Supersized solar farms are sprouting around the world (and maybe in space, too)

Stephan:  Here is some lovely good news. In America, the spineless Republican Congress that is completely without ethics, and sociopath Trump their leader, are looking backwards in service to their carbon energy masters. However, the rest of the world seems to understand that non-carbon energy is the future and those countries are moving into that new era as fast as they can.

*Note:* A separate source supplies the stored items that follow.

pub(super) fn var_decl_list(list: &VarDeclList, context: &mut Context) -> JsResult<JsValue> {
    let _timer = Profiler::global().start_event("VarDeclList", "exec");
    let scope = environment::var_scope(&context.lexical_environment());

    for declaration in list.as_ref() {
        match declaration.binding() {
            DeclarationBinding::Identifier(name) => {
                let value = match declaration.init() {
                    Some(init) => Some(init.run(context)?),
                    None => None,
                };
                // Hoisting already produced the binding; a declaration
                // without initializer must not clobber its current value.
                let exists = scope.borrow().has_binding(name);
                if exists {
                    if let Some(value) = value {
                        scope
                            .borrow_mut()
                            .set_binding_value(name, value)
                            .map_err(|err| environment_error(err, context))?;
                    }
                } else {
                    let initial = Some(value.unwrap_or_default());
                    let result = scope.borrow_mut().create_binding(
                        name.as_ref().into(),
                        BindingKind::Var,
                        initial,
                    );
                    result.map_err(|err| environment_error(err, context))?;
                }
            }
            DeclarationBinding::Pattern(pattern) => {
                let value = match declaration.init() {
                    Some(init) => init.run(context)?,
                    None => {
                        return context
                            .throw_syntax_error("missing initializer in destructuring declaration")
                    }
                };
                bind_pattern(pattern, value, BindingKind::Var, &scope, context)?;
            }
        }
    }
    Ok(JsValue::undefined())
}

fn lexical_decl_list(
    declarations: &[Declaration],
    kind: BindingKind,
    context: &mut Context,
) -> JsResult<JsValue> {
    let scope = context.lexical_environment();
    for declaration in declarations {
        let value = match declaration.init() {
            Some(init) => init.run(context)?,
            None if kind == BindingKind::Const => {
                return context.throw_syntax_error("missing initializer in const declaration")
            }
            None => JsValue::undefined(),
        };
        bind_declaration_in(declaration, value, kind, &scope, context)?;
    }
    Ok(JsValue::undefined())
}

pub(super) fn let_decl_list(list: &LetDeclList, context: &mut Context) -> JsResult<JsValue> {
    let _timer = Profiler::global().start_event("LetDeclList", "exec");
    lexical_decl_list(list.as_ref(), BindingKind::Let, context)
}

pub(super) fn const_decl_list(list: &ConstDeclList, context: &mut Context) -> JsResult<JsValue> {
    let _timer = Profiler::global().start_event("ConstDeclList", "exec");
    lexical_decl_list(list.as_ref(), BindingKind::Const, context)
}

/// Binds a declarator to a value in `scope`. Used for catch parameters and
/// declaration lists.
pub(crate) fn bind_declaration(
    declaration: &Declaration,
    value: JsValue,
    kind: BindingKind,
    scope: &Environment,
    context: &mut Context,
) -> JsResult<()> {
    bind_declaration_in(declaration, value, kind, scope, context)
}

fn bind_declaration_in(
    declaration: &Declaration,
    value: JsValue,
    kind: BindingKind,
    scope: &Environment,
    context: &mut Context,
) -> JsResult<()> {
    match declaration.binding() {
        DeclarationBinding::Identifier(name) => declare(name, kind, value, scope, context),
        DeclarationBinding::Pattern(pattern) => {
            bind_pattern(pattern, value, kind, scope, context)
        }
    }
}

/// Creates (or, when the binding was hoisted into its dead zone,
/// initializes) a single binding.
pub(crate) fn declare(
    name: &str,
    kind: BindingKind,
    value: JsValue,
    scope: &Environment,
    context: &mut Context,
) -> JsResult<()> {
    if context.in_replay() {
        scope
            .borrow_mut()
            .create_binding_replay(name.into(), kind, Some(value));
        return Ok(());
    }
    let hoisted = scope.borrow().binding_kind(name) == Some(kind);
    if hoisted {
        scope.borrow_mut().initialize_binding(name, value);
        Ok(())
    } else {
        let result = scope
            .borrow_mut()
            .create_binding(name.into(), kind, Some(value));
        result.map_err(|err| environment_error(err, context))
    }
}

/// Destructures `value` through a binding pattern, creating bindings of
/// `kind` in `scope`.
pub(crate) fn bind_pattern(
    pattern: &DeclarationPattern,
    value: JsValue,
    kind: BindingKind,
    scope: &Environment,
    context: &mut Context,
) -> JsResult<()> {
    run_pattern(pattern, value, context, &mut |name, value, context| {
        declare(name, kind, value, scope, context)
    })
}

/// Destructures `value` through a pattern as an assignment expression:
/// names are assigned through the scope chain instead of declared.
pub(crate) fn assign_pattern(
    pattern: &DeclarationPattern,
    value: JsValue,
    context: &mut Context,
) -> JsResult<()> {
    run_pattern(pattern, value, context, &mut |name, value, context| {
        super::expression::assign_identifier(name, value, context)
    })
}

/// The shared destructuring walk; `sink` receives every `(name, value)`
/// pair the pattern produces.
fn run_pattern(
    pattern: &DeclarationPattern,
    value: JsValue,
    context: &mut Context,
    sink: &mut dyn FnMut(&str, JsValue, &mut Context) -> JsResult<()>,
) -> JsResult<()> {
    match pattern {
        DeclarationPattern::Object(object_pattern) => {
            value.require_object_coercible(context)?;
            let mut seen_keys: Vec<PropertyKey> = Vec::new();
            for binding in object_pattern.bindings() {
                match binding {
                    BindingPatternTypeObject::SingleName {
                        ident,
                        property_name,
                        default_init,
                    } => {
                        let key = resolve_property_name(property_name, context)?;
                        seen_keys.push(key.clone());
                        let mut bound = value.get_field(key, context)?;
                        if bound.is_undefined() {
                            if let Some(default) = default_init {
                                bound = default.run(context)?;
                            }
                        }
                        sink(ident, bound, context)?;
                    }
                    BindingPatternTypeObject::RestProperty {
                        ident,
                        excluded_keys,
                    } => {
                        let rest = JsValue::new_object(context);
                        let source = value.to_object(context)?;
                        for key in source.own_property_keys(context)? {
                            if seen_keys.contains(&key) {
                                continue;
                            }
                            if excluded_keys
                                .iter()
                                .any(|excluded| key == excluded.as_ref())
                            {
                                continue;
                            }
                            let enumerable = source
                                .get_own_property(&key, context)?
                                .map(|descriptor| descriptor.enumerable())
                                .unwrap_or(false);
                            if !enumerable {
                                continue;
                            }
                            let item = value.get_field(key.clone(), context)?;
                            rest.set_field(key, item, false, context)?;
                        }
                        sink(ident, rest, context)?;
                    }
                    BindingPatternTypeObject::BindingPattern {
                        property_name,
                        pattern,
                        default_init,
                    } => {
                        let key = resolve_property_name(property_name, context)?;
                        seen_keys.push(key.clone());
                        let mut bound = value.get_field(key, context)?;
                        if bound.is_undefined() {
                            if let Some(default) = default_init {
                                bound = default.run(context)?;
                            }
                        }
                        run_pattern(pattern, bound, context, sink)?;
                    }
                }
            }
            Ok(())
        }
        DeclarationPattern::Array(array_pattern) => {
            let iterator = get_iterator(&value, context)?;
            let mut exhausted = false;
            for binding in array_pattern.bindings() {
                match binding {
                    BindingPatternTypeArray::Elision => {
                        if !exhausted {
                            exhausted = iterator.next(None, context)?.done;
                        }
                    }
                    BindingPatternTypeArray::SingleName {
                        ident,
                        default_init,
                    } => {
                        let mut bound = if exhausted {
                            JsValue::undefined()
                        } else {
                            let next = iterator.next(None, context)?;
                            exhausted = next.done;
                            if next.done {
                                JsValue::undefined()
                            } else {
                                next.value
                            }
                        };
                        if bound.is_undefined() {
                            if let Some(default) = default_init {
                                bound = default.run(context)?;
                            }
                        }
                        sink(ident, bound, context)?;
                    }
                    BindingPatternTypeArray::BindingPattern {
                        pattern,
                        default_init,
                    } => {
                        let mut bound = if exhausted {
                            JsValue::undefined()
                        } else {
                            let next = iterator.next(None, context)?;
                            exhausted = next.done;
                            if next.done {
                                JsValue::undefined()
                            } else {
                                next.value
                            }
                        };
                        if bound.is_undefined() {
                            if let Some(default) = default_init {
                                bound = default.run(context)?;
                            }
                        }
                        run_pattern(pattern, bound, context, sink)?;
                    }
                    BindingPatternTypeArray::SingleNameRest { ident } => {
                        let rest = collect_rest(&iterator, &mut exhausted, context)?;
                        sink(ident, rest, context)?;
                    }
                    BindingPatternTypeArray::BindingPatternRest { pattern } => {
                        let rest = collect_rest(&iterator, &mut exhausted, context)?;
                        run_pattern(pattern, rest, context, sink)?;
                    }
                }
            }
            Ok(())
        }
    }
}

Here's an example of what I mean.

The Villanueva photovoltaic power plant is operated by the Italian company Enel Green Power in the desert near Villanueva, Mexico.
Credit: Alfredo Estrella / AFP

In a quest to cut the cost of clean electricity, power utilities around the world are supersizing their solar farms.

Nowhere is that more apparent than in southern Egypt, where what will be the world’s largest solar farm — a vast collection of more than 5 million photovoltaic panels — is now taking shape. When it’s completed next year, the $4 billion Benban solar park near Aswan will cover an area 10 times bigger than New York’s Central Park and generate up to 1.8 gigawatts of electricity.

That’s roughly the output of two nuclear power plants combined and almost double the planned capacity of the vast Villanueva facility now growing in the Mexican state of Coahuila — currently the largest facility in the Americas. (The largest solar farm in the U.S. is the 580-megawatt Solar Star facility near […]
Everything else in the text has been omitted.